このほかにも、ベルゾーニはアブシンベル神殿の出入り口を発掘しています。ここで、彼らが運びだしたものの中で有名なものは、ラムセス二世の胸像でしょう。現在、ラムセス二世の胸像は、ロゼッタストーンとともに、大英博物館に展示されています。
当時のトレジャーハンティングによって、ヨーロッパのエジプトコレクションの基礎が形成されたのです。
残念ながら、当時のエジプトには、古代遺物の流出を禁止する法律はありませんでした。16世紀以降、三世紀にわたって、エジプトの古代遺物は奪われ、港には、多くの遺物が運び込まれました。エジプトの遺物は、国外の博物館で売ることができ、私有物とすることもできたのです。

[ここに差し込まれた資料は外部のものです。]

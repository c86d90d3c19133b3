//! User-emotion attribute model
//!
//! The center for (user, emotion) is the mean of the N most recent
//! distinct-song up-votes, or the emotion defaults when there are none.
//! Recompute is the only writer besides bootstrap. Overlapping recomputes
//! are harmless: each writes a value derived from a complete snapshot.

use crate::db::{emotions, user_emotions, votes};
use crate::utils::db_retry::{retry_on_lock, DEFAULT_MAX_LOCK_WAIT_MS};
use moody_common::db::UserEmotion;
use moody_common::{Attributes, Emotion, Error, Result};
use sqlx::{SqliteConnection, SqliteExecutor, SqlitePool};
use tracing::debug;
use uuid::Uuid;

/// Load the (user, emotion) row, creating it from the defaults if missing
pub async fn ensure(
    conn: &mut SqliteConnection,
    user_id: Uuid,
    emotion: Emotion,
) -> Result<UserEmotion> {
    if let Some(row) = user_emotions::load(&mut *conn, user_id, emotion).await? {
        return Ok(row);
    }

    let defaults = emotions::load_defaults(&mut *conn, emotion).await?;
    if user_emotions::create_if_missing(&mut *conn, user_id, emotion, &defaults).await? {
        debug!(user_id = %user_id, emotion = %emotion, "Lazily created user emotion");
    }

    user_emotions::load(&mut *conn, user_id, emotion)
        .await?
        .ok_or_else(|| Error::Internal(format!("User emotion {} missing after create", emotion)))
}

/// Center derived from the up-vote log, before persistence
pub async fn compute_center<'e, E>(
    executor: E,
    user_id: Uuid,
    emotion: Emotion,
    batch_size: usize,
    defaults: &Attributes,
) -> Result<Attributes>
where
    E: SqliteExecutor<'e>,
{
    let recent = votes::recent_upvoted_attributes(executor, user_id, emotion, batch_size).await?;
    let center = Attributes::mean(&recent).unwrap_or(*defaults);
    Ok(center.rounded().or_defaults(defaults))
}

/// Recompute and persist the center for (user, emotion)
pub async fn recompute(
    db: &SqlitePool,
    user_id: Uuid,
    emotion: Emotion,
    batch_size: usize,
) -> Result<Attributes> {
    let defaults = emotions::load_defaults(db, emotion).await?;
    let center = compute_center(db, user_id, emotion, batch_size, &defaults).await?;
    center.validate()?;

    retry_on_lock("user emotion save", DEFAULT_MAX_LOCK_WAIT_MS, || {
        user_emotions::save_attributes(db, user_id, emotion, &center)
    })
    .await?;

    debug!(
        user_id = %user_id,
        emotion = %emotion,
        energy = center.energy,
        valence = center.valence,
        danceability = center.danceability,
        "User emotion recomputed"
    );
    Ok(center)
}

国際的な美術館に展示されている遺物の殆どは、エジプトから合法的に運びだされています。そして、ユネスコ協定では1973年以前の古代遺物は、返却しないことになっているため、エジプトの古代遺物を外国から回収することは不可能です。
現在でも、最も大事な遺物は海外にあります。それはイギリスの大英博物館にあるロゼッタストーンや、ドイツにあるネフェルティティの胸像と、アメリカ、ボストン美術館の第二ピラミッドエンジニア像、フランス、ルーブル美術館のズリアクタワーです。
私はエジプト人考古学者としていつか古代エジプトの遺物が全てエジプトに返却されることを願っています。
(本記事は、ご本人のご許可のもと、YouTubeに投稿された動画を元に作成させて頂いております。)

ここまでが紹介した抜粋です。